[PROBLEM STATEMENT]:
How many lines in these records hold the string "config"? State only that number.
MATERIAL FOR THE TASK: Begin
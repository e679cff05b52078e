pub mod config;
pub mod error;
pub mod graph;
pub mod retrieval;
pub mod paths;
pub mod client;
pub mod providers;
pub mod cache;
pub mod enrich;
pub mod synth;
pub mod services;
pub mod pipeline;

#[cfg(test)]
pub(crate) mod test_support;

pub use config::Config;
pub use error::{KgqaError, Result};
pub use graph::{GraphPath, GraphStore};
pub use pipeline::{Outcome, Pipeline};
pub use services::Services;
MATERIAL FOR THE TASK: End
[RESPONSE AREA]:
2